The transition from 1 to 2 children and a few stories in between…

When our daughter turned 2 1/2 years old, we finally settled into a healthy routine of sleep, meals, activities and downtime. Both of us had established a supportive network of friends: my friends mostly being the Mommies of her friends whom we met at playgroups, activities and through mutual friends.

Ironically, I was the one who wanted children sooner than Daddy but he was the one who inquired about #2.  You can imagine how this was met having just settled into the closest routine resembling normalcy since #1’s birth.  I definitely couldn’t imagine another one at that moment or for a while but since it took us longer than anticipated with #1, we decided to try for #2.  And, as well all know when #1 is met with challenges to conceive, #2 is not so we were well on our way to expanding our family of 3 to 4 members just one month after this conversation.

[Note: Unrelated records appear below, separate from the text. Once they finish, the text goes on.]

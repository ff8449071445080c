//! FleetCI coordinator server.

use anyhow::Context;
use clap::Parser;
use fleetci_config::{CoordinatorConfig, LogFormat, load_coordinator_config};
use fleetci_core::credential::CredentialStore;
use fleetci_core::cron::CronStore;
use fleetci_core::settings::SettingsStore;
use fleetci_credentials::{CredentialResolver, SecretCipher};
use fleetci_db::{
    MemoryCredentialStore, MemoryCronStore, MemorySettingsStore, PgCredentialRepo, PgCronRepo,
    PgSettingsRepo, create_pool, run_migrations,
};
use fleetci_scheduler::shutdown::HookFuture;
use fleetci_scheduler::{
    Coordinator, CoordinatorParts, ShutdownOptions, install_shutdown_handler, parse_timezone,
};
use fleetci_server::{AppState, ChannelBroadcaster, routes};
use sqlx::PgPool;
use std::net::SocketAddr;
use std::path::PathBuf;
use std::sync::Arc;
use std::time::Duration;
use tokio::net::TcpListener;
use tower_http::cors::{Any, CorsLayer};
use tower_http::trace::TraceLayer;
use tracing::{error, info, warn};
use tracing_subscriber::EnvFilter;

/// Time allowed for HTTP connections to finish once the coordinator is down.
const SERVER_DRAIN_TIMEOUT: Duration = Duration::from_secs(10);

#[derive(Parser)]
#[command(name = "fleetci-server")]
#[command(about = "FleetCI coordinator", long_about = None, version)]
struct Args {
    /// Path to the KDL configuration file
    #[arg(short, long, env = "FLEETCI_CONFIG")]
    config: Option<PathBuf>,

    /// Address to listen on, overrides the config file
    #[arg(long, env = "FLEETCI_LISTEN")]
    listen: Option<SocketAddr>,

    /// PostgreSQL URL, overrides the config file
    #[arg(long, env = "DATABASE_URL")]
    database_url: Option<String>,

    /// Hex-encoded credential encryption key, overrides the config file
    #[arg(long, env = "FLEETCI_ENCRYPTION_KEY", hide_env_values = true)]
    encryption_key: Option<String>,

    /// Emit logs as JSON
    #[arg(long, env = "FLEETCI_LOG_JSON")]
    log_json: bool,
}

struct Storage {
    cron: Arc<dyn CronStore>,
    settings: Arc<dyn SettingsStore>,
    credentials: Arc<dyn CredentialStore>,
    pool: Option<PgPool>,
}

#[tokio::main]
async fn main() -> anyhow::Result<()> {
    let args = Args::parse();
    let config = load_config(&args)?;
    init_tracing(args.log_json || config.log_format == LogFormat::Json);

    if config.agent_tokens.is_empty() {
        warn!("No agent tokens configured, every agent will be refused");
    }

    let storage = open_storage(config.database_url.as_deref()).await?;
    let credentials = match &config.encryption_key {
        Some(key) => {
            let cipher = SecretCipher::from_hex_key(key).context("invalid encryption key")?;
            let resolver = CredentialResolver::new(storage.credentials.clone(), cipher)
                .allow_plaintext(config.allow_plaintext_credentials);
            Some(Arc::new(resolver))
        }
        None => {
            warn!("No encryption key configured, credential injection is disabled");
            None
        }
    };
    let default_timezone = parse_timezone(&config.default_timezone)
        .with_context(|| format!("invalid default timezone {}", config.default_timezone))?;

    let events = ChannelBroadcaster::default();
    let coordinator = Arc::new(Coordinator::new(CoordinatorParts {
        cron_store: storage.cron.clone(),
        settings: storage.settings.clone(),
        broadcaster: Arc::new(events.clone()),
        credentials,
        runner: None,
        default_timezone,
        heartbeat_timeout: Duration::from_secs(config.heartbeat_timeout_secs),
    }));

    let state = AppState::new(
        coordinator.clone(),
        events,
        config.agent_tokens.clone(),
        storage.pool.clone(),
    );
    register_hooks(&coordinator, &state, storage.pool);

    let report = coordinator
        .start()
        .await
        .context("failed to restore cron schedules")?;
    if !report.disabled.is_empty() {
        warn!(disabled = ?report.disabled, "Some cron schedules were disabled");
    }

    let app = routes::router(state)
        .layer(TraceLayer::new_for_http())
        .layer(
            CorsLayer::new()
                .allow_origin(Any)
                .allow_methods(Any)
                .allow_headers(Any),
        );

    let shutdown = install_shutdown_handler().context("failed to install signal handlers")?;
    info!("Starting server on {}", config.listen);
    let listener = TcpListener::bind(config.listen)
        .await
        .with_context(|| format!("failed to bind {}", config.listen))?;

    let stop_serving = shutdown.clone();
    let mut server = tokio::spawn(async move {
        axum::serve(listener, app)
            .with_graceful_shutdown(async move { stop_serving.cancelled().await })
            .await
    });

    tokio::select! {
        _ = shutdown.cancelled() => {}
        result = &mut server => {
            // The server stopped on its own; still run the shutdown pipeline.
            match result {
                Ok(Ok(())) => warn!("Server exited unexpectedly"),
                Ok(Err(e)) => error!(error = %e, "Server failed"),
                Err(e) => error!(error = %e, "Server task panicked"),
            }
            shutdown.cancel();
        }
    }

    if let Some(report) = coordinator
        .stop(ShutdownOptions::from(&config.shutdown))
        .await
    {
        if report.is_clean() {
            info!("Shutdown complete");
        } else {
            warn!(stages = ?report.stages, "Shutdown finished with errors");
        }
    }

    if !server.is_finished()
        && tokio::time::timeout(SERVER_DRAIN_TIMEOUT, &mut server)
            .await
            .is_err()
    {
        warn!("HTTP connections still open, aborting server");
        server.abort();
    }

    Ok(())
}

fn init_tracing(json: bool) {
    let filter = EnvFilter::try_from_default_env().unwrap_or_else(|_| EnvFilter::new("info"));
    if json {
        tracing_subscriber::fmt().json().with_env_filter(filter).init();
    } else {
        tracing_subscriber::fmt().with_env_filter(filter).init();
    }
}

fn load_config(args: &Args) -> anyhow::Result<CoordinatorConfig> {
    let mut config = match &args.config {
        Some(path) => load_coordinator_config(path)
            .with_context(|| format!("failed to load {}", path.display()))?,
        None => CoordinatorConfig::default(),
    };
    if let Some(listen) = args.listen {
        config.listen = listen;
    }
    if let Some(url) = &args.database_url {
        config.database_url = Some(url.clone());
    }
    if let Some(key) = &args.encryption_key {
        config.encryption_key = Some(key.clone());
    }
    Ok(config)
}

async fn open_storage(database_url: Option<&str>) -> anyhow::Result<Storage> {
    match database_url {
        Some(url) => {
            info!("Connecting to database...");
            let pool = create_pool(url)
                .await
                .context("failed to connect to database")?;
            run_migrations(&pool)
                .await
                .context("failed to run migrations")?;
            info!("Database connected");
            Ok(Storage {
                cron: Arc::new(PgCronRepo::new(pool.clone())),
                settings: Arc::new(PgSettingsRepo::new(pool.clone())),
                credentials: Arc::new(PgCredentialRepo::new(pool.clone())),
                pool: Some(pool),
            })
        }
        None => {
            warn!("No database configured, using in-memory storage");
            Ok(Storage {
                cron: Arc::new(MemoryCronStore::new()),
                settings: Arc::new(MemorySettingsStore::new()),
                credentials: Arc::new(MemoryCredentialStore::new()),
                pool: None,
            })
        }
    }
}

fn register_hooks(coordinator: &Coordinator, state: &AppState, pool: Option<PgPool>) {
    let shutdown = coordinator.shutdown_coordinator();

    let closing = state.closing.clone();
    shutdown.on_close_clients(Box::new(move || -> HookFuture {
        Box::pin(async move {
            closing.cancel();
            Ok(())
        })
    }));

    if let Some(pool) = pool {
        shutdown.on_close_storage(Box::new(move || -> HookFuture {
            Box::pin(async move {
                pool.close().await;
                Ok(())
            })
        }));
    }
}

I experienced severe nausea with #2 and, though it wasn’t as debilitating as with #1, it left me bed-ridden most mornings and lasted for almost 5 or so months versus the 3-4 months with #1.  I enrolled our daughter in a part-time day care program with her friend where she was successfully potty trained with home support and encouragement.

Flash forward to the birth of #2, fortunately Daddy was able to take paternity leave and assume the responsibilities of Mr Mom dropping-off and picking-up our daughter, transporting her to/from activities and keeping her entertained while I settled into a routine of sleep, nursing and changing diapers with #2.

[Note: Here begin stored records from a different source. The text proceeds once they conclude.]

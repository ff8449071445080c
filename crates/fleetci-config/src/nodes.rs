//! Helpers for extracting values from KDL nodes.

use kdl::KdlNode;

use crate::{ConfigError, ConfigResult};

pub(crate) fn first_string_arg(node: &KdlNode) -> Option<String> {
    node.entries()
        .iter()
        .find(|e| e.name().is_none())
        .and_then(|e| e.value().as_string())
        .map(|s| s.to_string())
}

pub(crate) fn all_string_args(node: &KdlNode) -> Vec<String> {
    node.entries()
        .iter()
        .filter(|e| e.name().is_none())
        .filter_map(|e| e.value().as_string())
        .map(|s| s.to_string())
        .collect()
}

pub(crate) fn first_bool_arg(node: &KdlNode) -> Option<bool> {
    node.entries()
        .iter()
        .find(|e| e.name().is_none())
        .and_then(|e| e.value().as_bool())
}

/// First positional integer argument, required to fit in `u64`.
pub(crate) fn first_u64_arg(node: &KdlNode) -> ConfigResult<Option<u64>> {
    let Some(entry) = node.entries().iter().find(|e| e.name().is_none()) else {
        return Ok(None);
    };
    let field = node.name().value();
    let value = entry
        .value()
        .as_integer()
        .ok_or_else(|| ConfigError::InvalidValue {
            field: field.to_string(),
            message: "expected an integer".to_string(),
        })?;
    u64::try_from(value)
        .map(Some)
        .map_err(|_| ConfigError::InvalidValue {
            field: field.to_string(),
            message: format!("{} is out of range", value),
        })
}

pub(crate) fn required_string(node: &KdlNode) -> ConfigResult<String> {
    first_string_arg(node).ok_or_else(|| ConfigError::MissingField(node.name().value().to_string()))
}

pub(crate) fn required_bool(node: &KdlNode) -> ConfigResult<bool> {
    first_bool_arg(node).ok_or_else(|| ConfigError::InvalidValue {
        field: node.name().value().to_string(),
        message: "expected #true or #false".to_string(),
    })
}

pub(crate) fn required_u64(node: &KdlNode) -> ConfigResult<u64> {
    first_u64_arg(node)?.ok_or_else(|| ConfigError::MissingField(node.name().value().to_string()))
}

Unlike with #1, #2 spent most of his time in a car seat or swing while we dropped-off/picked-up #1 from school and while I went about errands and such.  As a result, during his 4th or 5th month check-up, the Dr inquired about his tummy time to which I answered, “he loves the swing”: translate, he doesn’t get enough tummy time which is why the back of his head was flat and square.  He was a borderline candidate for the helmut which is used to round-out a flat head.  To my horror, he would be required to wear this helmut at all times during the heat of summer with the exception of removing it for a shower.  Daddy and I decided since he was borderline, a boy and convinced ourselves his hair would mask the shape, we decided he didn’t need a helmut.  He is fine today except because of the shape, he is often a few sizes larger than his friends in a helmut or cap.

On top of this, he ended-up with a cast on his arm for a few weeks.  Almost every where we went, we were met with “it happens all the time” to which I wondered “why is it then that he is the only 2 1/2 year old I see wearing a cast?!”.  A freak accident of bracing a fall from a dining chair (imagine someone leaning and slowly tipping over) is all that was required to fracture a toddler’s fragile bone.

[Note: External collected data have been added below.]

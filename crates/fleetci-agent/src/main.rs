//! FleetCI build agent.

use anyhow::Context;
use clap::Parser;
use fleetci_agent::Agent;
use fleetci_config::{LogFormat, load_agent_config, parse_coordinator_url};
use std::path::PathBuf;
use tokio_util::sync::CancellationToken;
use tracing::{info, warn};
use tracing_subscriber::EnvFilter;

#[derive(Parser)]
#[command(name = "fleetci-agent")]
#[command(about = "FleetCI build agent", long_about = None, version)]
struct Args {
    /// Path to the KDL configuration file
    #[arg(short, long, env = "FLEETCI_AGENT_CONFIG", default_value = "agent.kdl")]
    config: PathBuf,

    /// Coordinator agent endpoint, overrides the config file
    #[arg(long, env = "FLEETCI_COORDINATOR")]
    coordinator: Option<String>,

    /// Authentication token, overrides the config file
    #[arg(long, env = "FLEETCI_AGENT_TOKEN", hide_env_values = true)]
    token: Option<String>,

    /// Agent name, overrides the config file
    #[arg(long, env = "FLEETCI_AGENT_NAME")]
    name: Option<String>,

    /// Emit logs as JSON
    #[arg(long, env = "FLEETCI_LOG_JSON")]
    log_json: bool,
}

#[tokio::main]
async fn main() -> anyhow::Result<()> {
    let args = Args::parse();

    let mut config = load_agent_config(&args.config)
        .with_context(|| format!("failed to load {}", args.config.display()))?;
    if let Some(raw) = &args.coordinator {
        config.coordinator = parse_coordinator_url(raw).context("invalid coordinator URL")?;
    }
    if let Some(token) = args.token {
        config.token = token;
    }
    if let Some(name) = args.name {
        config.name = name;
    }
    init_tracing(args.log_json || config.log_format == LogFormat::Json);

    tokio::fs::create_dir_all(&config.work_dir)
        .await
        .with_context(|| format!("failed to create {}", config.work_dir.display()))?;

    let agent = Agent::new(config);
    let info = agent.info();
    info!(
        name = %info.name,
        hostname = %info.hostname,
        platform = ?info.platform,
        capabilities = ?info.capabilities,
        max_jobs = info.max_concurrent_jobs,
        "Starting agent"
    );

    let cancel = CancellationToken::new();
    let trigger = cancel.clone();
    tokio::spawn(async move {
        wait_for_signal().await;
        trigger.cancel();
    });

    agent.run(cancel).await;
    info!("Agent stopped");
    Ok(())
}

fn init_tracing(json: bool) {
    let filter = EnvFilter::try_from_default_env().unwrap_or_else(|_| EnvFilter::new("info"));
    if json {
        tracing_subscriber::fmt().json().with_env_filter(filter).init();
    } else {
        tracing_subscriber::fmt().with_env_filter(filter).init();
    }
}

#[cfg(unix)]
async fn wait_for_signal() {
    use tokio::signal::unix::{SignalKind, signal};

    let (mut sigterm, mut sigint) = match (
        signal(SignalKind::terminate()),
        signal(SignalKind::interrupt()),
    ) {
        (Ok(term), Ok(int)) => (term, int),
        _ => {
            warn!("Failed to install signal handlers, falling back to Ctrl-C");
            let _ = tokio::signal::ctrl_c().await;
            return;
        }
    };
    tokio::select! {
        _ = sigterm.recv() => info!("Received SIGTERM, shutting down"),
        _ = sigint.recv() => info!("Received SIGINT, shutting down"),
    }
}

#[cfg(not(unix))]
async fn wait_for_signal() {
    if tokio::signal::ctrl_c().await.is_ok() {
        info!("Received Ctrl-C, shutting down");
    }
}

During one week, I recall calling 911 twice for separate reasons: cold-induced asthma and another freak accident that resulted in #2 hitting his chin very hard on a table that left his eyes rolling up and back.  I panicked, called and said, he needs attention immediately.  All I could think of was keeping him awake and as alert as possible.  You know you call too much when the dispatcher recognizes your voice, name and address.

My advice again is to connect connect connect with other Moms’ for support, resources and the social component for both you and your child because every step of the way, you will most inevitably be experiencing something for the first time and there is no experience that can prepare you for parenthood.

Having the 2nd is a lot easier than the 1st but the challenges are accommodating two schedules and trying to provide as much attention with #2 as you did with #1 which is quite impossible so you do your best and #1 helps.Image

2 responses

    • Hi! Thank you for stopping by and your comment. I loved reading your most recent post about the topic of “having it all”. I am trying to figure-out a balance as well and I think the answer depends on how we each define “having it all”. As a Mom, I think we struggle with priorities, guilt and balance. For me, I learned through experience that I personally need to balance the roles as a Mom, wife and individual. Unfortunately, along the way of regaining my identity as an individual, my relationship was compromised. I hope by sharing my journey, I can help other women find strength to make the changes in their life to be happy. We define who we are and should not allow situations and labels define us. Life is passion and purpose however you can achieve it, otherwise, we are going through the motions of a daily life or to do list. Believe!!